After graduating from Baylor, he worked for several years in healthcare finance, but returned to Baylor for an MBA, graduating in 2002. At that point, “I was thinking about going on to pursue a Ph.D. when the chairs of the Economics and Finance Departments asked me to stay and teach.” As he began teaching Corporate Finance and Economics in the business school, Baylor brought their endowment in-house and Pittman ultimately decided to join Baylor’s newly hired CIO, Jonathan Hook, to “help build the office out,” he says. While at the endowment, he managed to still teach Baylor’s Portfolio Practicum course on Monday nights to a select group of graduate students who actively managed a $7 million portfolio of US equities. However, in 2008 “Sinai called with an opportunity that was really compelling,” he explains: “I always had this real passion and curiosity for science and healthcare, but I also loved financial markets. One of the reasons Sinai was so compelling is it brought together these roles with a premier institution and Investment Committee.”

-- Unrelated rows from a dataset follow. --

//! Redraws pending atlas cells from live pose data.
//!
//! A composite pass runs at most once per frame and only when the atlas is
//! dirty:
//! 1. erase every pending cell (live snapshot not yet drawn),
//! 2. stamp each pending snapshot's hair chain and sprite, translated so the
//!    captured position lands on the cell center,
//! 3. in silhouette modes, flatten the cells just drawn to white coverage.
//!
//! Stamps are clipped to their own cell, so cells drawn in earlier passes are
//! never touched again.

mod hair;

use std::ops::Range;

use bevy::prelude::*;
pub use hair::{
  HAIR_CLIP_MARGIN, HairPose, SegmentBounds, draw_hair, segment_bounds, visible_segments,
};
use rayon::prelude::*;

use crate::atlas::{AtlasLayout, Snapshot, TrailAtlas};
use crate::config::TrailSettings;
use crate::error::AtlasError;
use crate::pose::HairChain;
use crate::primitives::{Rect, RgbaSurface};
use crate::render::{
  ImageTexels, Rgba, Stamp, TRANSPARENT, create_atlas_texture, rasterize, silhouette, to_rgba,
  upload_surface,
};

/// Live sprite data resolved for one composite pass.
#[derive(Clone, Copy, Debug)]
pub struct SpritePose<'a> {
  pub texels: ImageTexels<'a>,
  /// Source rect within `texels`.
  pub region: Rect,
  pub flip_x: bool,
  pub flip_y: bool,
  pub tint: Rgba,
}

/// Resolves the entities a snapshot references into drawable pose data.
///
/// Returning `None` leaves that part of the cell empty.
pub trait PoseResolver {
  fn sprite(&self, entity: Entity) -> Option<SpritePose<'_>>;
  fn hair(&self, entity: Entity) -> Option<HairPose<'_>>;
}

impl TrailAtlas {
  /// Redraws every pending cell.
  ///
  /// Returns the number of cells drawn; `Ok(0)` without touching anything
  /// when the atlas is clean. On error the atlas stays dirty.
  pub fn composite(
    &mut self,
    silhouette_pass: bool,
    poses: &impl PoseResolver,
  ) -> Result<usize, AtlasError> {
    if !self.dirty {
      return Ok(0);
    }

    let layout = self.layout;
    if self.surface.is_none() {
      let size = layout.texture_size()?;
      self.surface = Some(RgbaSurface::try_filled(size.x, size.y, TRANSPARENT)?);
    }
    let Some(surface) = self.surface.as_mut() else {
      return Ok(0);
    };

    for snapshot in self.slots.iter().flatten().filter(|s| !s.drawn) {
      surface.fill_rect(layout.cell_rect(snapshot.index), TRANSPARENT);
    }

    let mut drawn = Vec::new();
    for snapshot in self.slots.iter_mut().flatten().filter(|s| !s.drawn) {
      draw_snapshot(surface, &layout, snapshot, poses);
      snapshot.drawn = true;
      drawn.push(snapshot.index);
    }

    if silhouette_pass {
      silhouette_cells(surface, &layout, &drawn);
    }

    self.dirty = false;
    self.passes += 1;
    Ok(drawn.len())
  }
}

fn draw_snapshot(
  surface: &mut RgbaSurface,
  layout: &AtlasLayout,
  snapshot: &Snapshot,
  poses: &impl PoseResolver,
) {
  let cell = layout.cell_rect(snapshot.index);
  let origin = layout.cell_center(snapshot.index);

  if let Some(hair) = snapshot.hair.and_then(|e| poses.hair(e)) {
    let max_segments = visible_segments(hair.bounds(snapshot.anchor), layout.cell_size() as f32);
    draw_hair(surface, cell, origin, snapshot.anchor, &hair, max_segments);
  }

  if let Some(sprite) = poses.sprite(snapshot.sprite) {
    let quad = Stamp {
      texels: sprite.texels,
      region: sprite.region,
      offset: Vec2::ZERO,
      scale: snapshot.scale,
      flip_x: sprite.flip_x,
      flip_y: sprite.flip_y,
      tint: sprite.tint,
    };
    rasterize(surface, cell, origin, &quad);
  }
}

/// Runs the silhouette op over `cells`, one texel row per rayon task.
fn silhouette_cells(surface: &mut RgbaSurface, layout: &AtlasLayout, cells: &[usize]) {
  if cells.is_empty() {
    return;
  }

  let cell_size = layout.cell_size() as usize;
  // Column spans to flatten, per grid row.
  let mut spans: Vec<Vec<Range<usize>>> = vec![Vec::new(); layout.rows() as usize];
  for &index in cells {
    let rect = layout.cell_rect(index);
    spans[rect.y as usize / cell_size].push(rect.x as usize..rect.right() as usize);
  }

  let width = surface.width() as usize;
  surface
    .as_slice_mut()
    .par_chunks_mut(width)
    .enumerate()
    .for_each(|(y, row)| {
      for span in &spans[y / cell_size] {
        for texel in &mut row[span.clone()] {
          *texel = silhouette(*texel);
        }
      }
    });
}

/// Reads poses straight from the ECS.
struct WorldPoses<'a, 'w, 's> {
  sprites: &'a Query<'w, 's, &'static Sprite>,
  chains: &'a Query<'w, 's, &'static HairChain>,
  images: &'a Assets<Image>,
  atlases: Option<&'a Assets<TextureAtlasLayout>>,
}

impl PoseResolver for WorldPoses<'_, '_, '_> {
  fn sprite(&self, entity: Entity) -> Option<SpritePose<'_>> {
    let sprite = self.sprites.get(entity).ok()?;
    let texels = ImageTexels::from_image(self.images.get(&sprite.image)?)?;
    Some(SpritePose {
      texels,
      region: sprite_region(sprite, &texels, self.atlases),
      flip_x: sprite.flip_x,
      flip_y: sprite.flip_y,
      tint: to_rgba(sprite.color),
    })
  }

  fn hair(&self, entity: Entity) -> Option<HairPose<'_>> {
    let chain = self.chains.get(entity).ok()?;
    let texels = ImageTexels::from_image(self.images.get(&chain.segment_image)?)?;
    Some(HairPose {
      texels,
      nodes: &chain.nodes,
      tint: to_rgba(chain.color),
    })
  }
}

/// Source texel rect of a sprite: explicit `rect`, then atlas frame, then the
/// whole image.
fn sprite_region(
  sprite: &Sprite,
  texels: &ImageTexels,
  atlases: Option<&Assets<TextureAtlasLayout>>,
) -> Rect {
  let (w, h) = (texels.width(), texels.height());

  if let Some(rect) = sprite.rect {
    let min = rect.min.max(Vec2::ZERO);
    let size = (rect.max - min).max(Vec2::ZERO);
    return Rect::new(min.x as u32, min.y as u32, size.x as u32, size.y as u32).clamped(w, h);
  }

  if let Some(atlas) = &sprite.texture_atlas
    && let Some(layouts) = atlases
    && let Some(layout) = layouts.get(&atlas.layout)
    && let Some(frame) = layout.textures.get(atlas.index)
  {
    return Rect::new(frame.min.x, frame.min.y, frame.width(), frame.height()).clamped(w, h);
  }

  Rect::full(w, h)
}

/// Composites pending cells and uploads the surface to the atlas texture.
#[cfg_attr(feature = "tracy", tracing::instrument(skip_all))]
pub fn composite_trails(
  mut atlas: ResMut<TrailAtlas>,
  settings: Res<TrailSettings>,
  mut images: ResMut<Assets<Image>>,
  atlases: Option<Res<Assets<TextureAtlasLayout>>>,
  sprites: Query<&'static Sprite>,
  chains: Query<&'static HairChain>,
) {
  if !atlas.is_dirty() {
    return;
  }

  let result = {
    let poses = WorldPoses {
      sprites: &sprites,
      chains: &chains,
      images: &images,
      atlases: atlases.as_deref(),
    };
    atlas.composite(settings.color_mode.is_silhouette(), &poses)
  };

  match result {
    Ok(drawn) => debug!("Composited {} trail cells", drawn),
    Err(e) => {
      warn!("Trail composite deferred: {}", e);
      return;
    }
  }

  let atlas = atlas.into_inner();
  let Some(surface) = atlas.surface.as_ref() else {
    return;
  };
  let handle = match &atlas.texture {
    Some(handle) => handle.clone(),
    None => {
      let (width, height) = (surface.width(), surface.height());
      let handle = create_atlas_texture(&mut images, width, height);
      info!("Created {}x{} trail atlas texture", width, height);
      atlas.texture = Some(handle.clone());
      handle
    }
  };

  if let Some(image) = images.get_mut(&handle)
    && !upload_surface(surface, image)
  {
    warn!("Trail atlas texture size does not match its surface");
  }
}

These days, he lives in a New York suburb with his wife and teenage daughter and son. His avocations are skiing, hiking and climbing, big time climbing: “I’ve done some climbing in Colorado,” he says modestly: “The last one I did was Longs Peak.” That’s a trail that climbs nearly 5,000 feet and leads to the top of a 14,259-foot mountain. He and his daughter also climbed the Presidential Traverse in New Hampshire’s White Mountains, which, he notes “is 22 miles across eight different peaks, and we did that over a two-day period.” That “was interesting,” he says dryly, “especially when a storm with 65 mph winds and no visibility settled into the range.” He’s got his eye on climbing Mount Rainier and is planning to climb the Knife Edge of Mount Katahdin with his daughter.
And when he’s not on the slopes? “My wife would say I don’t read because everything I read is business or finance related. I do read! I’ve tried to broaden it out some. I do like historical fiction. He adds, wistfully, “I used to watch sports,” but because of the pandemic “that’s kind of been taken away from me.” Well, if he’s looking for more action, he could always go back to being an EMT.